What the task asks:
Report every line of the listing below in which the string "else" occurs.

Source information:
========

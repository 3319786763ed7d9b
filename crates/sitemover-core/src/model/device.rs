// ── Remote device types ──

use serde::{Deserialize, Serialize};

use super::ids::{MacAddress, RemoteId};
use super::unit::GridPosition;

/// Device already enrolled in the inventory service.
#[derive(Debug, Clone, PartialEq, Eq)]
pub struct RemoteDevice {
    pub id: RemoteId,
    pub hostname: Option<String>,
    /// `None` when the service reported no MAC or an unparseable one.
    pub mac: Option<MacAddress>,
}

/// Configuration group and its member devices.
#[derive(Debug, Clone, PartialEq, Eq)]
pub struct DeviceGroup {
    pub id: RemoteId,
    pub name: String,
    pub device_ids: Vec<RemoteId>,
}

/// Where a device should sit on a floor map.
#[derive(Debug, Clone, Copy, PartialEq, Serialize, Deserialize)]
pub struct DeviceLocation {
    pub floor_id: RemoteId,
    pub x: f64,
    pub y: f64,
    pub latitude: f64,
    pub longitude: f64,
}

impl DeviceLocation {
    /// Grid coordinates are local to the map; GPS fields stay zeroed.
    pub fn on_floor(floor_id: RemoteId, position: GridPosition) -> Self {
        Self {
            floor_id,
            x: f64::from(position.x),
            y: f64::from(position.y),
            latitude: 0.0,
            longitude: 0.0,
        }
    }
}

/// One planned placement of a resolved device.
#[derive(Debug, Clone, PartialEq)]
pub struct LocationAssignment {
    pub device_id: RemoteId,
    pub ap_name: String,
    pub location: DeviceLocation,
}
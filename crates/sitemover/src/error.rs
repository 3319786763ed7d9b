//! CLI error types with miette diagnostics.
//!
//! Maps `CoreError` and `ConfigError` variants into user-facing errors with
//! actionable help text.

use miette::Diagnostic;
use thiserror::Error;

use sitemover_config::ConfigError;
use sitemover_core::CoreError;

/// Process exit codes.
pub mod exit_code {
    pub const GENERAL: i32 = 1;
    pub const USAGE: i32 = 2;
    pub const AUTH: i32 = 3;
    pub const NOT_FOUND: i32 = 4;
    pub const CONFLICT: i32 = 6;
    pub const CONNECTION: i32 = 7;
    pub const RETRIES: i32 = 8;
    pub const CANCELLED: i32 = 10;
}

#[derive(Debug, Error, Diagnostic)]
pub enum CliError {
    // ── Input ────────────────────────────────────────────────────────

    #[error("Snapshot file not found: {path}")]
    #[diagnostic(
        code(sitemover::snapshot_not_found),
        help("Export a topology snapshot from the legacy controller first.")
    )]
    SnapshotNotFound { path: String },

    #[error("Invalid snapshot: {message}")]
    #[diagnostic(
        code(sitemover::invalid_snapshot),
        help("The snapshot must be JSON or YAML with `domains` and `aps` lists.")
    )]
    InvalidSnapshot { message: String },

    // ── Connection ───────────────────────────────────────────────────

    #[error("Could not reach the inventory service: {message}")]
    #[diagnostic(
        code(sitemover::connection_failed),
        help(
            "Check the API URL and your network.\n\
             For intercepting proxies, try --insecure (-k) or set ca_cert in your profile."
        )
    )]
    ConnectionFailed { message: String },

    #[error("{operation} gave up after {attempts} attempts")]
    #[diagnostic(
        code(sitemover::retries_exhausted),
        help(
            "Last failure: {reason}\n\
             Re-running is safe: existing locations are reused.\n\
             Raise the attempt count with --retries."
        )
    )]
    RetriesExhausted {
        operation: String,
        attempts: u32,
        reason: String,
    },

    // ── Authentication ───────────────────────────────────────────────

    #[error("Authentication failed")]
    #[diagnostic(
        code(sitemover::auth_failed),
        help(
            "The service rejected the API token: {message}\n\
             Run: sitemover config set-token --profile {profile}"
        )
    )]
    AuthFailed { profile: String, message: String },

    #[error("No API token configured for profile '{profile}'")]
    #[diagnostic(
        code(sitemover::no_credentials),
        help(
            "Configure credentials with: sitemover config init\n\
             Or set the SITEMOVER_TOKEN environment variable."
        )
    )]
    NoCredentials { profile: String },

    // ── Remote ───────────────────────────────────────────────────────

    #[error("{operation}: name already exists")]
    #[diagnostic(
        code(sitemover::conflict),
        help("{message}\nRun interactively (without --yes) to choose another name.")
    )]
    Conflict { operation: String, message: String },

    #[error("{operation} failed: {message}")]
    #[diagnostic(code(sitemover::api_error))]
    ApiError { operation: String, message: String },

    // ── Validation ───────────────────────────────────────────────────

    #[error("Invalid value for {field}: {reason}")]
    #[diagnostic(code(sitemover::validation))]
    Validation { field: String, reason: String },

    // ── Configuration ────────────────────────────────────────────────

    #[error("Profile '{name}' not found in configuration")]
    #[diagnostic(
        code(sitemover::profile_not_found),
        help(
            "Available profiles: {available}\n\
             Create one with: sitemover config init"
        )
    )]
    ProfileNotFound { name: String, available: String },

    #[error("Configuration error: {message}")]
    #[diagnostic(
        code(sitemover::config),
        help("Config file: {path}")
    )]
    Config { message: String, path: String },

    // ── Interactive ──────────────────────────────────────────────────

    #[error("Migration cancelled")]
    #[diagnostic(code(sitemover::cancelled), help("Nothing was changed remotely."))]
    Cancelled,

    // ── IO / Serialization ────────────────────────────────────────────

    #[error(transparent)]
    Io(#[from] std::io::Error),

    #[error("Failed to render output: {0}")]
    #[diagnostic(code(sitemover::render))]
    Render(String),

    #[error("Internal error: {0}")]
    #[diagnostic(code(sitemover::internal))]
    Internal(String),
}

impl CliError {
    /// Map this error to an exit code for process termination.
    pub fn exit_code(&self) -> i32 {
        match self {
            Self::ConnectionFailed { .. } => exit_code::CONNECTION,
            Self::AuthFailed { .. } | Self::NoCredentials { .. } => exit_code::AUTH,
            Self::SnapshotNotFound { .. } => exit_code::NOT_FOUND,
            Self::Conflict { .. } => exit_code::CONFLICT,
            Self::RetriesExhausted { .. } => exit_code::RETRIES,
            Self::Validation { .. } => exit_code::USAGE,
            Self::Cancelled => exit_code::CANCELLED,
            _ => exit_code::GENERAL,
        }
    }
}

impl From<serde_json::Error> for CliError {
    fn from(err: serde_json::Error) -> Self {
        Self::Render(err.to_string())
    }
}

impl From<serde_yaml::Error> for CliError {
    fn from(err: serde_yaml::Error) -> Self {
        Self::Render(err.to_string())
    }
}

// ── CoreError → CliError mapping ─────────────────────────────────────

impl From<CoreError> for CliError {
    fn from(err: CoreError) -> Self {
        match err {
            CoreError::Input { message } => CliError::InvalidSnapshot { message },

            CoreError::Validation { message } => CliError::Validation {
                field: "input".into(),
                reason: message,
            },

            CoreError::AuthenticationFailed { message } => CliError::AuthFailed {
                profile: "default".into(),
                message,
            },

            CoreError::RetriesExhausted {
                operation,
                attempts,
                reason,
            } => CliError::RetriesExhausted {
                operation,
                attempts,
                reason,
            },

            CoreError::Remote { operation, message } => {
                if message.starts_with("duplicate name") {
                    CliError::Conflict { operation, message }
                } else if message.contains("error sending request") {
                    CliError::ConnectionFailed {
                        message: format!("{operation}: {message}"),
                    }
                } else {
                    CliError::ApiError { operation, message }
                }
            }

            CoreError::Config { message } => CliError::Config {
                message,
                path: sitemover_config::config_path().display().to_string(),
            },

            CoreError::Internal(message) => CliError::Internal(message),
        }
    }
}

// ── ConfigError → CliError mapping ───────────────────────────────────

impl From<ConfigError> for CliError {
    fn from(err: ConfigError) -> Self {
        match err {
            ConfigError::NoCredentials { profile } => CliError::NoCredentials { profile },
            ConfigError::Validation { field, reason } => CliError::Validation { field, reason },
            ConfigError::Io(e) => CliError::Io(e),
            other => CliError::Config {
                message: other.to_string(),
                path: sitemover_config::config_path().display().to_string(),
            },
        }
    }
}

========

Written reply:
                } else if message.contains("error sending request") {
                } else {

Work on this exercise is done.